►
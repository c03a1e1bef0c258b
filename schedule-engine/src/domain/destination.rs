//! Destinations and their resolved schedule rows.

use serde::{Deserialize, Serialize};

use super::{Coordinate, Leg};

/// A place the rider may want to reach. Identity is the name.
#[derive(Debug, Clone, PartialEq, Serialize, Deserialize)]
pub struct Destination {
    pub name: String,
    pub coordinates: Coordinate,
}

impl Destination {
    pub fn new(name: impl Into<String>, coordinates: Coordinate) -> Self {
        Self {
            name: name.into(),
            coordinates,
        }
    }
}

/// One row of a destination table.
///
/// `route == None` means the destination could not be reached or its
/// fetch failed. That is an expected terminal state, not an error.
#[derive(Debug, Clone, PartialEq, Serialize, Deserialize)]
#[serde(rename_all = "camelCase")]
pub struct DestinationResult {
    pub name: String,
    pub route: Option<String>,
    pub departure: Option<String>,
    pub arrival: Option<String>,
    pub travel: Option<String>,
    pub legs: Vec<Leg>,
    pub coordinates: Coordinate,

    /// Whether the row is shown; decided by the destination's position.
    pub display: bool,
}

impl DestinationResult {
    /// A row with no schedule data.
    pub fn placeholder(destination: &Destination, display: bool) -> Self {
        Self {
            name: destination.name.clone(),
            route: None,
            departure: None,
            arrival: None,
            travel: None,
            legs: Vec::new(),
            coordinates: destination.coordinates,
            display,
        }
    }

    /// Whether any schedule field carries data.
    pub fn has_schedule(&self) -> bool {
        self.departure.is_some()
            || self.arrival.is_some()
            || self.travel.is_some()
            || !self.legs.is_empty()
    }
}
◄
Work required. Please transcribe all of the records, keeping every line exactly as it is.

Written response.
repository c03a1e1bef0c258b
filename schedule-engine/src/domain/destination.rs
//! Destinations and their resolved schedule rows.

use serde::{Deserialize, Serialize};

use super::{Coordinate, Leg};

/// A place the rider may want to reach. Identity is the name.
#[derive(Debug, Clone, PartialEq, Serialize, Deserialize)]
pub struct Destination {
    pub name: String,
    pub coordinates: Coordinate,
}

impl Destination {
    pub fn new(name: impl Into<String>, coordinates: Coordinate) -> Self {
        Self {
            name: name.into(),
            coordinates,
        }
    }
}

/// One row of a destination table.
///
/// `route == None` means the destination could not be reached or its
/// fetch failed. That is an expected terminal state, not an error.
#[derive(Debug, Clone, PartialEq, Serialize, Deserialize)]
#[serde(rename_all = "camelCase")]
pub struct DestinationResult {
    pub name: String,
    pub route: Option<String>,
    pub departure: Option<String>,
    pub arrival: Option<String>,
    pub travel: Option<String>,
    pub legs: Vec<Leg>,
    pub coordinates: Coordinate,

    /// Whether the row is shown; decided by the destination's position.
    pub display: bool,
}

impl DestinationResult {
    /// A row with no schedule data.
    pub fn placeholder(destination: &Destination, display: bool) -> Self {
        Self {
            name: destination.name.clone(),
            route: None,
            departure: None,
            arrival: None,
            travel: None,
            legs: Vec::new(),
            coordinates: destination.coordinates,
            display,
        }
    }

    /// Whether any schedule field carries data.
    pub fn has_schedule(&self) -> bool {
        self.departure.is_some()
            || self.arrival.is_some()
            || self.travel.is_some()
            || !self.legs.is_empty()
    }
}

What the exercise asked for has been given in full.